活化Treg——IL-33在日本血吸虫病免疫调控中的新机制

Schistosomiasis is an important immunological disease and remains one of major public health problems in China as well as in the world. Regulatory T cell (Treg) plays a key role in regulating of phenotypes (ILC2/Th1/Th2/Th17/Tfh) and response magnitude of the effector cells populations and the prognosis of schistosomiasis. However, mechanisms of Treg induction and activation in Schistosoma infections are poorly understood. Recent studies show that IL-33 can induce activation of Treg in some infection and immune-medited diseases. Our previous results indicated that serum IL-33 was elevated in schistosomiais japonica. And elevated IL-33 could up-regulate Treg and its effective cytokines IL-10 and TGF-β in spleen in murine schistosomiasis. Furthermore, exogenous IL-33 could promote tissue repair of hepatic granuloma and reduce inflammation in the liver. Based on these above findings, we speculate that the high expression of IL-33 induced by schistosome infection can regulate the immune system and promote tissue repair through the activation of Treg. In order to certify the hypothesis, this study is to observe effects of elevated IL-33 on frequency, function and immune-regulation of Tregs at the expression peak of IL-33 in murine schistosomiasis (8th week post infection). Then mechanism of Treg activated by IL-33 (depending on the specific receptor of ST2) is explored.

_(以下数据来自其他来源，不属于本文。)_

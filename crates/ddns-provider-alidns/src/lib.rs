// # AliDNS DNS Provider
//
// This crate provides an AliDNS provider implementation for the DDNS reconciler.
//
// ## Protocol
//
// RPC style: every call is a POST to `<endpoint>/?<canonical query>` with an
// empty body. Each request is signed with ACS3-HMAC-SHA256 using the access
// key secret, a fresh UUID nonce and the current UTC timestamp.
//
// A JSON body carrying `Code`/`Message` is a rejection, whatever the HTTP
// status.
//
// ## Security Requirements
//
// - The access key secret NEVER appears in logs, Debug output or request headers
// - Empty key pairs are rejected when the client is built
//
// ## API Reference
//
// - DescribeDomains: `KeyWord`, `SearchMode`, `PageNumber`, `PageSize`
// - DescribeSubDomainRecords: `SubDomain`, `Type`, `PageNumber`, `PageSize`
// - UpdateDomainRecord: `RecordId`, `RR`, `Type`, `Value`, `Line`

mod sign;
mod types;

use async_trait::async_trait;
use chrono::Utc;
use ddns_core::config::ProviderConfig;
use ddns_core::traits::{Credentials, DnsProvider, DnsProviderFactory, Domain, Record};
use ddns_core::{ClientRegistry, Error, Result};
use serde::de::DeserializeOwned;
use sign::{EMPTY_BODY_SHA256, SigningInput};
use std::collections::BTreeMap;
use std::sync::Arc;
use types::{
    ApiError, DescribeDomainsResponse, DescribeSubDomainRecordsResponse,
    UpdateDomainRecordResponse, canonical_query,
};

/// Name the provider is registered under
pub const PROVIDER_NAME: &str = "alidns";

/// AliDNS API version
const API_VERSION: &str = "2015-01-09";

/// Largest page DescribeDomains accepts
const DOMAIN_PAGE_SIZE: u64 = 100;

/// AliDNS DNS provider
///
/// Holds one access key pair for its whole lifetime.
pub struct AlidnsProvider {
    /// Access key id (public half)
    access_key_id: String,

    /// Access key secret
    /// ⚠️ NEVER log this value
    access_key_secret: String,

    settings: Arc<Settings>,
}

/// Immutable per-factory settings shared by every client
#[derive(Debug)]
struct Settings {
    endpoint: String,
    host: String,
    record_line: String,
    client: reqwest::Client,
}

// Custom Debug implementation that hides the access key secret
impl std::fmt::Debug for AlidnsProvider {
    fn fmt(&self, f: &mut std::fmt::Formatter<'_>) -> std::fmt::Result {
        f.debug_struct("AlidnsProvider")
            .field("access_key_id", &self.access_key_id)
            .field("access_key_secret", &"<REDACTED>")
            .field("endpoint", &self.settings.endpoint)
            .field("record_line", &self.settings.record_line)
            .finish()
    }
}

impl AlidnsProvider {
    /// Create a provider with default settings
    pub fn new(access_key_id: impl Into<String>, access_key_secret: impl Into<String>) -> Result<Self> {
        let factory = AlidnsFactory::from_config(&ProviderConfig::alidns())?;
        factory.build(access_key_id.into(), access_key_secret.into())
    }

    /// Sign and send one RPC action, decoding the JSON body
    async fn request<T: DeserializeOwned>(
        &self,
        action: &'static str,
        params: BTreeMap<&str, String>,
    ) -> Result<T> {
        let query = canonical_query(&params);
        let timestamp = Utc::now().format("%Y-%m-%dT%H:%M:%SZ").to_string();
        let nonce = uuid::Uuid::new_v4().to_string();

        let authorization = sign::authorization(
            &self.access_key_id,
            &self.access_key_secret,
            &SigningInput {
                host: &self.settings.host,
                action,
                version: API_VERSION,
                canonical_query: &query,
                timestamp: &timestamp,
                nonce: &nonce,
            },
        )?;

        let url = format!("{}/?{}", self.settings.endpoint, query);
        tracing::debug!(provider = PROVIDER_NAME, action, "Calling AliDNS API");

        let response = self
            .settings
            .client
            .post(&url)
            .header("x-acs-action", action)
            .header("x-acs-version", API_VERSION)
            .header("x-acs-date", &timestamp)
            .header("x-acs-signature-nonce", &nonce)
            .header("x-acs-content-sha256", EMPTY_BODY_SHA256)
            .header("Authorization", authorization)
            .send()
            .await
            .map_err(|e| Error::transport(format!("{} request failed: {}", action, e.without_url())))?;

        let status = response.status();
        let body = response
            .text()
            .await
            .map_err(|e| Error::transport(format!("{} body read failed: {}", action, e.without_url())))?;

        // Structured errors win over HTTP status
        if let Ok(api_error) = serde_json::from_str::<ApiError>(&body) {
            return Err(Error::rejected(
                PROVIDER_NAME,
                action,
                api_error.code,
                api_error.message,
            ));
        }

        if !status.is_success() {
            return Err(Error::transport(format!("{} returned HTTP {}", action, status)));
        }

        serde_json::from_str(&body)
            .map_err(|e| Error::malformed(format!("{} response: {}", action, e)))
    }
}

/// Fully-qualified name DescribeSubDomainRecords expects
fn sub_domain_fqdn(sub_domain: &str, domain: &str) -> String {
    if sub_domain == "@" {
        domain.to_string()
    } else {
        format!("{}.{}", sub_domain, domain)
    }
}

#[async_trait]
impl DnsProvider for AlidnsProvider {
    async fn resolve_domain(&self, name: &str) -> Result<Domain> {
        let wanted = name.trim_end_matches('.');
        let mut page: u64 = 1;

        loop {
            let mut params = BTreeMap::new();
            params.insert("KeyWord", wanted.to_string());
            params.insert("SearchMode", "EXACT".to_string());
            params.insert("PageNumber", page.to_string());
            params.insert("PageSize", DOMAIN_PAGE_SIZE.to_string());

            let response: DescribeDomainsResponse = self.request("DescribeDomains", params).await?;
            let returned = response.domains.domain.len() as u64;

            if let Some(domain) = response
                .domains
                .domain
                .into_iter()
                .find(|d| d.domain_name.trim_end_matches('.').eq_ignore_ascii_case(wanted))
            {
                tracing::debug!(provider = PROVIDER_NAME, domain = name, domain_id = %domain.domain_id, "Domain resolved");
                return Ok(Domain::new(domain.domain_id, domain.domain_name));
            }

            if returned == 0 || page * DOMAIN_PAGE_SIZE >= response.total_count {
                return Err(Error::not_found(format!("domain {} not in AliDNS account", name)));
            }
            page += 1;
        }
    }

    async fn resolve_record(&self, domain: &Domain, sub_domain: &str) -> Result<Record> {
        let mut params = BTreeMap::new();
        params.insert("SubDomain", sub_domain_fqdn(sub_domain, &domain.name));
        params.insert("Type", "A".to_string());
        params.insert("PageNumber", "1".to_string());
        params.insert("PageSize", "1".to_string());

        let response: DescribeSubDomainRecordsResponse =
            self.request("DescribeSubDomainRecords", params).await?;

        let record = response
            .domain_records
            .record
            .into_iter()
            .find(|r| r.record_type == "A" && r.rr.eq_ignore_ascii_case(sub_domain))
            .ok_or_else(|| {
                Error::not_found(format!("A record {} not found in {}", sub_domain, domain.name))
            })?;

        tracing::debug!(
            provider = PROVIDER_NAME,
            domain = %domain.name,
            record = sub_domain,
            record_id = %record.record_id,
            value = %record.value,
            "Record resolved"
        );
        Ok(Record::new(record.record_id, record.rr, record.value))
    }

    async fn update_record(&self, domain: &Domain, record: &Record, value: &str) -> Result<()> {
        let mut params = BTreeMap::new();
        params.insert("RecordId", record.id.clone());
        params.insert("RR", record.sub_domain.clone());
        params.insert("Type", "A".to_string());
        params.insert("Value", value.to_string());
        params.insert("Line", self.settings.record_line.clone());

        let response: UpdateDomainRecordResponse =
            self.request("UpdateDomainRecord", params).await?;

        tracing::debug!(
            provider = PROVIDER_NAME,
            domain = %domain.name,
            record = %record.sub_domain,
            record_id = %response.record_id,
            value,
            "Record updated"
        );
        Ok(())
    }

    fn provider_name(&self) -> &'static str {
        PROVIDER_NAME
    }
}

/// Factory for creating AliDNS providers
///
/// Settings come from [`ProviderConfig::Alidns`]; the key pair comes from
/// each request's [`Credentials::KeyPair`].
#[derive(Debug, Clone)]
pub struct AlidnsFactory {
    settings: Arc<Settings>,
}

impl AlidnsFactory {
    /// Build a factory from validated provider settings
    pub fn from_config(config: &ProviderConfig) -> Result<Self> {
        config.validate()?;
        match config {
            ProviderConfig::Alidns {
                endpoint,
                record_line,
                user_agent,
                ..
            } => {
                let host = endpoint
                    .split_once("://")
                    .map(|(_, rest)| rest)
                    .unwrap_or(endpoint)
                    .split('/')
                    .next()
                    .unwrap_or_default()
                    .to_string();
                if host.is_empty() {
                    return Err(Error::config(format!("AliDNS endpoint has no host: {}", endpoint)));
                }

                let client = reqwest::Client::builder()
                    .timeout(config.timeout())
                    .user_agent(user_agent.as_str())
                    .build()
                    .map_err(|e| Error::config(format!("Failed to build HTTP client: {}", e)))?;

                Ok(Self {
                    settings: Arc::new(Settings {
                        endpoint: endpoint.clone(),
                        host,
                        record_line: record_line.clone(),
                        client,
                    }),
                })
            }
            _ => Err(Error::config("Invalid config for AliDNS provider")),
        }
    }

    fn build(&self, access_key_id: String, access_key_secret: String) -> Result<AlidnsProvider> {
        if access_key_id.trim().is_empty() || access_key_secret.trim().is_empty() {
            return Err(Error::invalid_input("AliDNS access key id and secret are required"));
        }
        Ok(AlidnsProvider {
            access_key_id,
            access_key_secret,
            settings: Arc::clone(&self.settings),
        })
    }
}

impl DnsProviderFactory for AlidnsFactory {
    fn create(&self, credentials: &Credentials) -> Result<Arc<dyn DnsProvider>> {
        match credentials {
            Credentials::KeyPair { key_id, secret } => {
                Ok(Arc::new(self.build(key_id.clone(), secret.clone())?))
            }
            _ => Err(Error::invalid_input("AliDNS expects an access key pair")),
        }
    }
}

/// Register the AliDNS provider with a registry
pub fn register(registry: &ClientRegistry, config: &ProviderConfig) -> Result<()> {
    registry.register_provider(PROVIDER_NAME, Box::new(AlidnsFactory::from_config(config)?));
    Ok(())
}
//! Configuration types for the DDNS reconciler
//!
//! Provider settings are immutable values handed to each provider factory
//! at startup; nothing here is mutated at request time.

use serde::{Deserialize, Serialize};

/// Default per-call timeout for provider requests
pub const DEFAULT_TIMEOUT_SECS: u64 = 10;

/// Default DNSPod API base URL
pub const DEFAULT_DNSPOD_API_BASE: &str = "https://dnsapi.cn";

/// Default DNSPod routing line ("默认" is the provider's name for the default line)
pub const DEFAULT_DNSPOD_RECORD_LINE: &str = "默认";

/// Default AliDNS RPC endpoint
pub const DEFAULT_ALIDNS_ENDPOINT: &str = "https://alidns.cn-hangzhou.aliyuncs.com";

/// Default AliDNS routing line
pub const DEFAULT_ALIDNS_RECORD_LINE: &str = "default";

/// Default upper bound on cached provider clients
pub const DEFAULT_MAX_CACHED_CLIENTS: usize = 256;

/// DNS provider configuration
#[derive(Debug, Clone, PartialEq, Eq, Serialize, Deserialize)]
#[serde(tag = "type", rename_all = "snake_case")]
pub enum ProviderConfig {
    /// DNSPod-style provider (login token, form POST)
    Dnspod {
        /// API base URL, without trailing slash
        #[serde(default = "default_dnspod_api_base")]
        api_base: String,
        /// Routing line used for record updates
        #[serde(default = "default_dnspod_record_line")]
        record_line: String,
        /// User-Agent header sent with every request
        #[serde(default = "default_user_agent")]
        user_agent: String,
        /// Per-call timeout in seconds
        #[serde(default = "default_timeout_secs")]
        timeout_secs: u64,
    },

    /// AliDNS-style provider (signed RPC requests)
    Alidns {
        /// RPC endpoint URL, without trailing slash
        #[serde(default = "default_alidns_endpoint")]
        endpoint: String,
        /// Routing line used for record updates
        #[serde(default = "default_alidns_record_line")]
        record_line: String,
        /// User-Agent header sent with every request
        #[serde(default = "default_user_agent")]
        user_agent: String,
        /// Per-call timeout in seconds
        #[serde(default = "default_timeout_secs")]
        timeout_secs: u64,
    },
}

impl ProviderConfig {
    /// DNSPod settings with all defaults
    pub fn dnspod() -> Self {
        ProviderConfig::Dnspod {
            api_base: default_dnspod_api_base(),
            record_line: default_dnspod_record_line(),
            user_agent: default_user_agent(),
            timeout_secs: default_timeout_secs(),
        }
    }

    /// AliDNS settings with all defaults
    pub fn alidns() -> Self {
        ProviderConfig::Alidns {
            endpoint: default_alidns_endpoint(),
            record_line: default_alidns_record_line(),
            user_agent: default_user_agent(),
            timeout_secs: default_timeout_secs(),
        }
    }

    /// Validate the provider configuration
    pub fn validate(&self) -> Result<(), crate::Error> {
        let (url, line, timeout_secs) = match self {
            ProviderConfig::Dnspod {
                api_base,
                record_line,
                timeout_secs,
                ..
            } => (api_base, record_line, *timeout_secs),
            ProviderConfig::Alidns {
                endpoint,
                record_line,
                timeout_secs,
                ..
            } => (endpoint, record_line, *timeout_secs),
        };

        if !url.starts_with("https://") && !url.starts_with("http://") {
            return Err(crate::Error::config(format!(
                "{} base URL must use HTTP or HTTPS scheme. Got: {}",
                self.type_name(),
                url
            )));
        }
        if url.ends_with('/') {
            return Err(crate::Error::config(format!(
                "{} base URL must not end with '/'. Got: {}",
                self.type_name(),
                url
            )));
        }
        if line.is_empty() {
            return Err(crate::Error::config(format!(
                "{} record line cannot be empty",
                self.type_name()
            )));
        }
        if !(1..=120).contains(&timeout_secs) {
            return Err(crate::Error::config(format!(
                "{} timeout must be between 1 and 120 seconds. Got: {}",
                self.type_name(),
                timeout_secs
            )));
        }

        Ok(())
    }

    /// Get the provider type name
    pub fn type_name(&self) -> &'static str {
        match self {
            ProviderConfig::Dnspod { .. } => "dnspod",
            ProviderConfig::Alidns { .. } => "alidns",
        }
    }

    /// Per-call timeout
    pub fn timeout(&self) -> std::time::Duration {
        let secs = match self {
            ProviderConfig::Dnspod { timeout_secs, .. }
            | ProviderConfig::Alidns { timeout_secs, .. } => *timeout_secs,
        };
        std::time::Duration::from_secs(secs)
    }
}

/// Client registry configuration
#[derive(Debug, Clone, PartialEq, Eq, Serialize, Deserialize)]
pub struct RegistryConfig {
    /// Maximum number of provider clients kept alive
    ///
    /// Past this bound, clients are built per request and dropped afterwards,
    /// so arbitrary caller-supplied credentials cannot grow memory unbounded.
    #[serde(default = "default_max_cached_clients")]
    pub max_cached_clients: usize,
}

impl Default for RegistryConfig {
    fn default() -> Self {
        Self {
            max_cached_clients: default_max_cached_clients(),
        }
    }
}

fn default_dnspod_api_base() -> String {
    DEFAULT_DNSPOD_API_BASE.to_string()
}

fn default_dnspod_record_line() -> String {
    DEFAULT_DNSPOD_RECORD_LINE.to_string()
}

fn default_alidns_endpoint() -> String {
    DEFAULT_ALIDNS_ENDPOINT.to_string()
}

fn default_alidns_record_line() -> String {
    DEFAULT_ALIDNS_RECORD_LINE.to_string()
}

fn default_user_agent() -> String {
    format!("ddns-relay/{}", env!("CARGO_PKG_VERSION"))
}

fn default_timeout_secs() -> u64 {
    DEFAULT_TIMEOUT_SECS
}

fn default_max_cached_clients() -> usize {
    DEFAULT_MAX_CACHED_CLIENTS
}
//! DNSPod API response bodies

use serde::Deserialize;
use std::fmt;

/// Status block present in every DNSPod response
#[derive(Debug, Deserialize)]
pub(crate) struct Status {
    pub code: String,
    #[serde(default)]
    pub message: String,
}

impl Status {
    pub fn is_success(&self) -> bool {
        self.code == "1"
    }
}

/// DNSPod returns domain ids as numbers and record ids as strings,
/// depending on endpoint and API version
#[derive(Debug, Clone, Deserialize)]
#[serde(untagged)]
pub(crate) enum Id {
    Number(u64),
    Text(String),
}

impl fmt::Display for Id {
    fn fmt(&self, f: &mut fmt::Formatter<'_>) -> fmt::Result {
        match self {
            Id::Number(n) => write!(f, "{}", n),
            Id::Text(s) => f.write_str(s),
        }
    }
}

#[derive(Debug, Deserialize)]
pub(crate) struct DomainEntry {
    pub id: Id,
    pub name: String,
}

#[derive(Debug, Deserialize)]
pub(crate) struct DomainListResponse {
    pub status: Status,
    #[serde(default)]
    pub domains: Vec<DomainEntry>,
}

#[derive(Debug, Deserialize)]
pub(crate) struct RecordEntry {
    pub id: Id,
    pub name: String,
    pub value: String,
}

#[derive(Debug, Deserialize)]
pub(crate) struct RecordListResponse {
    pub status: Status,
    #[serde(default)]
    pub records: Vec<RecordEntry>,
}

/// Record.Modify only matters for its status
#[derive(Debug, Deserialize)]
pub(crate) struct StatusResponse {
    pub status: Status,
}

More importantly, how activated Treg affects host immune responses (negative regulation of excessive immune responses ILC2/Th1/Th2/Th17/Tfh) and liver immunopathological damages (promoting tissue repair) will be investigated. This research will not only deepen our understanding of immune regulations in schistosomiasis, but also lay an experimental and theoretical foundation for exploring a new treatment target of schistosomiasis.

血吸虫病中Treg对宿主的免疫反应和疾病的转归均起着至关重要的调控作用。但是，血吸虫感染如何诱导宿主体内Treg的活化尚不清楚。新近研究证实，在某些感染和免疫性疾病中IL-33可通过诱导活化Treg发挥免疫调控或组织修复作用。我们的前期研究发现，IL-33在血吸虫感染中明显升高，在其表达高峰期可上调Treg及其免疫调控作用；而外源性IL-33可促进肝脏虫卵肉芽肿的修复，减少肝脏炎症反应。据此我们推测，血吸虫感染诱导高表达的IL-33可通过活化Treg对宿主产生免疫调控或促进组织修复，达到维持组织自稳的作用。鉴此，本项目拟观察在血吸虫感染第8周即IL-33表达的高峰期，高表达的IL-33对Treg数量、功能和免疫效应的影响，进一步探讨IL-33活化Treg的机制（依赖于ST2），并深入研究IL-33活化的Treg对宿主体内免疫效应（负向调控）和肝脏的免疫病理损害（促进组织修复）的的作用。

血吸虫病是一种严重危害人类健康并阻碍疫区社会经济发展的人畜共患病。血吸虫病中Treg对宿主的免疫反应和疾病的转归均起着至关重要的调控作用。但是，血吸虫感染如何诱导宿主体内Treg的活化尚不清楚。本课题结合国内外研究和前期实验证实IL-33具有调控Treg的基础，探讨血吸虫病中IL-33调控Treg的作用和分子机制，以及其对血吸虫病肝脏病理损害的影响。我们的研究结果显示，IL-33/ST2轴的缺失显著下调血吸虫感染小鼠Treg比例、转录因子Foxp3的表达及IL-10和TGF-β水平，并上调Th17细胞的比例、RORγt水平和IL-17的表达。腹腔注射外源性rmIL-33可逆转IL-33-/-感染组小鼠体内Treg和Th17的变化，但对ST2-/-感染组小鼠体内的上述指标却无影响。与WT感染组相比，IL-33/ST2轴的缺失加重小鼠肝脏病理损伤程度（单个虫卵肉芽肿面积，肝坏死程度，炎性细胞浸润程度，蓝色胶原纤维程度沉积水平，α-SMA和Collagen 1a1的表达水平，HMI和血清ALT的表达水平）。外源性rmIL-33可逆转IL-33-/-感染组小鼠肝脏病理损伤，但对ST2-/-感染组小鼠脏病理损伤却无影响。体外实验结果显示，IL-33可以通过促进自噬（表现为Atg5和Beclin-1升高而p62下调）促进naiveT细胞向Treg分化。综上所述，IL-33/ST2轴在日本血吸虫感染小鼠中发挥保护作用，这与Treg反应的增加和Th17反应的抑制密切相关。IL-33使Treg扩增可能与其调控自噬有关。该结果可进一步完善血吸虫病的免疫应答和免疫病理反应的调控分子机制，并为开发预防和治疗血吸虫病的新靶标提供理论和实验依据。